[Excerpts from a dataset]
• • • • •

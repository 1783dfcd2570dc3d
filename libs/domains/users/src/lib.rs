//! Users Domain
//!
//! Accounts, bearer sessions, password reset and profiles, stored in MongoDB.
//!
//! ```text
//! handlers ─▶ service ─▶ repository (trait) ─▶ mongodb / in-memory
//!                │
//!                ├─▶ credentials (argon2, reset tokens)
//!                └─▶ email::NotificationService
//! ```
//!
//! # Usage
//!
//! ```rust,ignore
//! use domain_users::{handlers, MongoUserRepository, UserService, UsersConfig};
//!
//! let repository = Arc::new(MongoUserRepository::new(&db));
//! repository.init_indexes().await?;
//!
//! let service = UserService::new(repository, jwt_auth, notifications, UsersConfig::from_env()?);
//! let router = handlers::router(Arc::new(service));
//! ```

pub mod config;
pub mod credentials;
pub mod error;
pub mod handlers;
pub mod models;
pub mod mongodb;
pub mod repository;
pub mod service;

pub use config::UsersConfig;
pub use error::{UserError, UserResult};
pub use handlers::ApiDoc;
pub use models::{
    LoginRequest, ProfileResponse, ResetPasswordRequest, SignupRequest, User, UserResponse,
};
pub use mongodb::MongoUserRepository;
pub use repository::{InMemoryUserRepository, UserRepository};
pub use service::UserService;
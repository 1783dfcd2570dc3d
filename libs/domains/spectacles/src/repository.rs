use async_trait::async_trait;
use std::collections::HashMap;
use std::sync::Arc;
use tokio::sync::RwLock;
use uuid::Uuid;

use crate::error::SpectacleResult;
use crate::models::{Spectacle, SpectacleFilter, UpdateSpectacle};

/// Repository trait for catalog persistence
#[cfg_attr(test, mockall::automock)]
#[async_trait]
pub trait SpectacleRepository: Send + Sync {
    async fn create(&self, spectacle: Spectacle) -> SpectacleResult<Spectacle>;

    async fn get_by_id(&self, id: Uuid) -> SpectacleResult<Option<Spectacle>>;

    /// Fetch several records at once; unknown ids are skipped
    async fn get_many(&self, ids: &[Uuid]) -> SpectacleResult<Vec<Spectacle>>;

    /// All records matching the filter, in storage order
    async fn list(&self, filter: SpectacleFilter) -> SpectacleResult<Vec<Spectacle>>;

    /// Merge `update` into the record; `None` when the id is unknown
    async fn update(&self, id: Uuid, update: UpdateSpectacle)
    -> SpectacleResult<Option<Spectacle>>;

    async fn delete(&self, id: Uuid) -> SpectacleResult<bool>;
}

/// In-memory implementation of SpectacleRepository (for development/testing)
#[derive(Debug, Default, Clone)]
pub struct InMemorySpectacleRepository {
    spectacles: Arc<RwLock<HashMap<Uuid, Spectacle>>>,
}

impl InMemorySpectacleRepository {
    pub fn new() -> Self {
        Self::default()
    }
}

#[async_trait]
impl SpectacleRepository for InMemorySpectacleRepository {
    async fn create(&self, spectacle: Spectacle) -> SpectacleResult<Spectacle> {
        let mut spectacles = self.spectacles.write().await;
        spectacles.insert(spectacle.id, spectacle.clone());
        Ok(spectacle)
    }

    async fn get_by_id(&self, id: Uuid) -> SpectacleResult<Option<Spectacle>> {
        let spectacles = self.spectacles.read().await;
        Ok(spectacles.get(&id).cloned())
    }

    async fn get_many(&self, ids: &[Uuid]) -> SpectacleResult<Vec<Spectacle>> {
        let spectacles = self.spectacles.read().await;
        Ok(ids
            .iter()
            .filter_map(|id| spectacles.get(id).cloned())
            .collect())
    }

    async fn list(&self, filter: SpectacleFilter) -> SpectacleResult<Vec<Spectacle>> {
        let spectacles = self.spectacles.read().await;
        let mut matched: Vec<Spectacle> = spectacles
            .values()
            .filter(|s| filter.matches(s))
            .cloned()
            .collect();
        // v7 ids sort by insertion time
        matched.sort_by_key(|s| s.id);
        Ok(matched)
    }

    async fn update(
        &self,
        id: Uuid,
        update: UpdateSpectacle,
    ) -> SpectacleResult<Option<Spectacle>> {
        let mut spectacles = self.spectacles.write().await;
        Ok(spectacles.get_mut(&id).map(|spectacle| {
            spectacle.apply_update(update);
            spectacle.clone()
        }))
    }

    async fn delete(&self, id: Uuid) -> SpectacleResult<bool> {
        let mut spectacles = self.spectacles.write().await;
        Ok(spectacles.remove(&id).is_some())
    }
}
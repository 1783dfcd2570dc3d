//! Type-safe error codes for API responses.
//!
//! Each code carries:
//! - a string identifier for clients (e.g. "VALIDATION_ERROR")
//! - an integer code for logs and dashboards (e.g. 1001)
//! - a default human-readable message
//!
//! ```rust
//! use axum_helpers::errors::ErrorCode;
//!
//! let code = ErrorCode::ValidationError;
//! assert_eq!(code.as_str(), "VALIDATION_ERROR");
//! assert_eq!(code.code(), 1001);
//! assert_eq!(code.default_message(), "Request validation failed");
//! ```

use serde::{Deserialize, Serialize};
use utoipa::ToSchema;

#[derive(Debug, Clone, Copy, PartialEq, Eq, Hash, Serialize, Deserialize, ToSchema)]
#[serde(rename_all = "SCREAMING_SNAKE_CASE")]
pub enum ErrorCode {
    // Client errors (1000-1999)
    /// Request validation failed
    ValidationError,

    /// Malformed identifier in a path parameter
    InvalidUuid,

    /// Request body is not valid JSON for the target type
    InvalidJson,

    /// Requested resource was not found
    NotFound,

    /// Authentication credentials are missing or invalid
    Unauthorized,

    /// Duplicate unique field (email, username, ...)
    Conflict,

    /// Generic client error with a specific message
    BadRequest,

    /// HTTP method not supported by the route
    MethodNotAllowed,

    // Server errors (5000-5999)
    /// An unexpected internal server error occurred
    InternalError,
}

impl ErrorCode {
    pub fn as_str(&self) -> &'static str {
        match self {
            Self::ValidationError => "VALIDATION_ERROR",
            Self::InvalidUuid => "INVALID_UUID",
            Self::InvalidJson => "INVALID_JSON",
            Self::NotFound => "NOT_FOUND",
            Self::Unauthorized => "UNAUTHORIZED",
            Self::Conflict => "CONFLICT",
            Self::BadRequest => "BAD_REQUEST",
            Self::MethodNotAllowed => "METHOD_NOT_ALLOWED",
            Self::InternalError => "INTERNAL_ERROR",
        }
    }

    /// Integer code for structured logs.
    ///
    /// - 1000-1999: client errors
    /// - 5000-5999: server errors
    pub fn code(&self) -> i32 {
        match self {
            Self::ValidationError => 1001,
            Self::InvalidUuid => 1002,
            Self::InvalidJson => 1003,
            Self::NotFound => 1004,
            Self::Unauthorized => 1006,
            Self::Conflict => 1008,
            Self::BadRequest => 1009,
            Self::MethodNotAllowed => 1010,
            Self::InternalError => 5001,
        }
    }

    pub fn default_message(&self) -> &'static str {
        match self {
            Self::ValidationError => "Request validation failed",
            Self::InvalidUuid => "Invalid id format",
            Self::InvalidJson => "Invalid JSON format",
            Self::NotFound => "Resource not found",
            Self::Unauthorized => "Authentication required",
            Self::Conflict => "Resource already exists",
            Self::BadRequest => "Bad request",
            Self::MethodNotAllowed => "The HTTP method is not allowed for this resource",
            Self::InternalError => "An internal server error occurred",
        }
    }
}

impl std::fmt::Display for ErrorCode {
    fn fmt(&self, f: &mut std::fmt::Formatter<'_>) -> std::fmt::Result {
        write!(f, "{}", self.as_str())
    }
}

#[cfg(test)]
mod tests {
    use super::*;

    #[test]
    fn test_error_code_string_representation() {
        assert_eq!(ErrorCode::ValidationError.as_str(), "VALIDATION_ERROR");
        assert_eq!(ErrorCode::Conflict.as_str(), "CONFLICT");
        assert_eq!(ErrorCode::InvalidUuid.as_str(), "INVALID_UUID");
    }

    #[test]
    fn test_error_code_integer_ranges() {
        assert!((1000..2000).contains(&ErrorCode::BadRequest.code()));
        assert!((5000..6000).contains(&ErrorCode::InternalError.code()));
    }

    #[test]
    fn test_error_code_display_matches_serde() {
        let code = ErrorCode::MethodNotAllowed;
        let json = serde_json::to_string(&code).unwrap();
        assert_eq!(json, format!("\"{}\"", code));
    }

    #[test]
    fn test_error_code_deserialization() {
        let code: ErrorCode = serde_json::from_str("\"NOT_FOUND\"").unwrap();
        assert_eq!(code, ErrorCode::NotFound);
    }
}
use crate::Environment;
use tracing::{debug, info};
use tracing_subscriber::{prelude::*, EnvFilter};

/// Install color-eyre for startup error reports.
///
/// Call this first in `main`. Repeated calls are ignored.
pub fn install_color_eyre() {
    let _ = color_eyre::config::HookBuilder::default()
        .display_location_section(true)
        .display_env_section(false)
        .install();
}

/// Default filter used when `RUST_LOG` is not set.
fn default_filter(environment: &Environment) -> EnvFilter {
    if environment.is_production() {
        EnvFilter::new("info,tower_http=info,mongodb=warn")
    } else {
        EnvFilter::new("debug,tower_http=debug,mongodb=info,hyper=info")
    }
}

/// Initialize the global subscriber.
///
/// - **Production** (`APP_ENV=production`): flattened JSON lines without targets,
///   ready for log aggregation.
/// - **Development**: pretty, multi-line output.
///
/// Both include a `tracing_error::ErrorLayer` so span traces are captured on
/// errors. `RUST_LOG` overrides the default filter. Calling this more than once
/// is harmless, which matters for tests.
pub fn init_tracing(environment: &Environment) {
    let filter =
        EnvFilter::try_from_default_env().unwrap_or_else(|_| default_filter(environment));

    let result = if environment.is_production() {
        tracing_subscriber::registry()
            .with(
                tracing_subscriber::fmt::layer()
                    .json()
                    .with_target(false)
                    .flatten_event(true),
            )
            .with(tracing_error::ErrorLayer::default())
            .with(filter)
            .try_init()
    } else {
        tracing_subscriber::registry()
            .with(
                tracing_subscriber::fmt::layer()
                    .with_target(true)
                    .with_file(false)
                    .with_line_number(false)
                    .pretty(),
            )
            .with(tracing_error::ErrorLayer::default())
            .with(filter)
            .try_init()
    };

    match result {
        Ok(_) => info!(?environment, "Tracing initialized"),
        Err(_) => debug!("Tracing already initialized, skipping re-initialization"),
    }
}
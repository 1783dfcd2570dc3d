use super::config::JwtConfig;
use chrono::{Duration, Utc};
use jsonwebtoken::{
    Algorithm, DecodingKey, EncodingKey, Header, Validation, decode, encode,
    errors::ErrorKind,
};
use serde::{Deserialize, Serialize};
use thiserror::Error;
use uuid::Uuid;

/// Session token lifetime: one day
pub const SESSION_TOKEN_TTL: i64 = 86_400;

/// JWT claims structure
#[derive(Debug, Clone, PartialEq, Eq, Serialize, Deserialize)]
pub struct JwtClaims {
    pub sub: String,      // Subject (user ID)
    pub username: String, // Display handle
    pub exp: i64,         // Expiration time
    pub iat: i64,         // Issued at
    pub jti: String,      // Token ID, keeps two tokens issued in the same second distinct
}

#[derive(Debug, Error)]
pub enum TokenError {
    #[error("failed to sign token: {0}")]
    Signing(#[source] jsonwebtoken::errors::Error),

    #[error("token has expired")]
    Expired,

    #[error("invalid token: {0}")]
    Invalid(#[source] jsonwebtoken::errors::Error),
}

/// Issues and verifies HS256 session tokens.
#[derive(Clone)]
pub struct JwtAuth {
    encoding_key: EncodingKey,
    decoding_key: DecodingKey,
    ttl_seconds: i64,
}

impl JwtAuth {
    pub fn new(config: &JwtConfig) -> Self {
        Self::with_ttl(config, SESSION_TOKEN_TTL)
    }

    pub fn with_ttl(config: &JwtConfig, ttl_seconds: i64) -> Self {
        tracing::info!(ttl_seconds, "JWT auth initialized");
        Self {
            encoding_key: EncodingKey::from_secret(config.secret.as_bytes()),
            decoding_key: DecodingKey::from_secret(config.secret.as_bytes()),
            ttl_seconds,
        }
    }

    /// Sign a token for `user_id`
    pub fn issue_token(&self, user_id: &str, username: &str) -> Result<String, TokenError> {
        let now = Utc::now();
        let claims = JwtClaims {
            sub: user_id.to_string(),
            username: username.to_string(),
            exp: (now + Duration::seconds(self.ttl_seconds)).timestamp(),
            iat: now.timestamp(),
            jti: Uuid::new_v4().to_string(),
        };

        encode(&Header::new(Algorithm::HS256), &claims, &self.encoding_key)
            .map_err(TokenError::Signing)
    }

    /// Verify signature and expiry, then decode claims
    pub fn verify_token(&self, token: &str) -> Result<JwtClaims, TokenError> {
        let mut validation = Validation::new(Algorithm::HS256);
        validation.leeway = 0;

        decode::<JwtClaims>(token, &self.decoding_key, &validation)
            .map(|data| data.claims)
            .map_err(|e| match e.kind() {
                ErrorKind::ExpiredSignature => TokenError::Expired,
                _ => TokenError::Invalid(e),
            })
    }
}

• • • • •

* _Task to complete_
Repeat the lines from the first one in the records through the line containing "SpectacleFilter) -> SpectacleResult<Vec<Spectacle>>;", exactly as written, and nothing else.

* _Solution to the exercise_
repository 1783dfcd2570dc3d
filename libs/domains/users/src/lib.rs
//! Users Domain
//!
//! Accounts, bearer sessions, password reset and profiles, stored in MongoDB.
//!
//! ```text
//! handlers ─▶ service ─▶ repository (trait) ─▶ mongodb / in-memory
//!                │
//!                ├─▶ credentials (argon2, reset tokens)
//!                └─▶ email::NotificationService
//! ```
//!
//! # Usage
//!
//! ```rust,ignore
//! use domain_users::{handlers, MongoUserRepository, UserService, UsersConfig};
//!
//! let repository = Arc::new(MongoUserRepository::new(&db));
//! repository.init_indexes().await?;
//!
//! let service = UserService::new(repository, jwt_auth, notifications, UsersConfig::from_env()?);
//! let router = handlers::router(Arc::new(service));
//! ```

pub mod config;
pub mod credentials;
pub mod error;
pub mod handlers;
pub mod models;
pub mod mongodb;
pub mod repository;
pub mod service;

pub use config::UsersConfig;
pub use error::{UserError, UserResult};
pub use handlers::ApiDoc;
pub use models::{
    LoginRequest, ProfileResponse, ResetPasswordRequest, SignupRequest, User, UserResponse,
};
pub use mongodb::MongoUserRepository;
pub use repository::{InMemoryUserRepository, UserRepository};
pub use service::UserService;
repository 1783dfcd2570dc3d
filename libs/domains/spectacles/src/repository.rs
use async_trait::async_trait;
use std::collections::HashMap;
use std::sync::Arc;
use tokio::sync::RwLock;
use uuid::Uuid;

use crate::error::SpectacleResult;
use crate::models::{Spectacle, SpectacleFilter, UpdateSpectacle};

/// Repository trait for catalog persistence
#[cfg_attr(test, mockall::automock)]
#[async_trait]
pub trait SpectacleRepository: Send + Sync {
    async fn create(&self, spectacle: Spectacle) -> SpectacleResult<Spectacle>;

    async fn get_by_id(&self, id: Uuid) -> SpectacleResult<Option<Spectacle>>;

    /// Fetch several records at once; unknown ids are skipped
    async fn get_many(&self, ids: &[Uuid]) -> SpectacleResult<Vec<Spectacle>>;

    /// All records matching the filter, in storage order
    async fn list(&self, filter: SpectacleFilter) -> SpectacleResult<Vec<Spectacle>>;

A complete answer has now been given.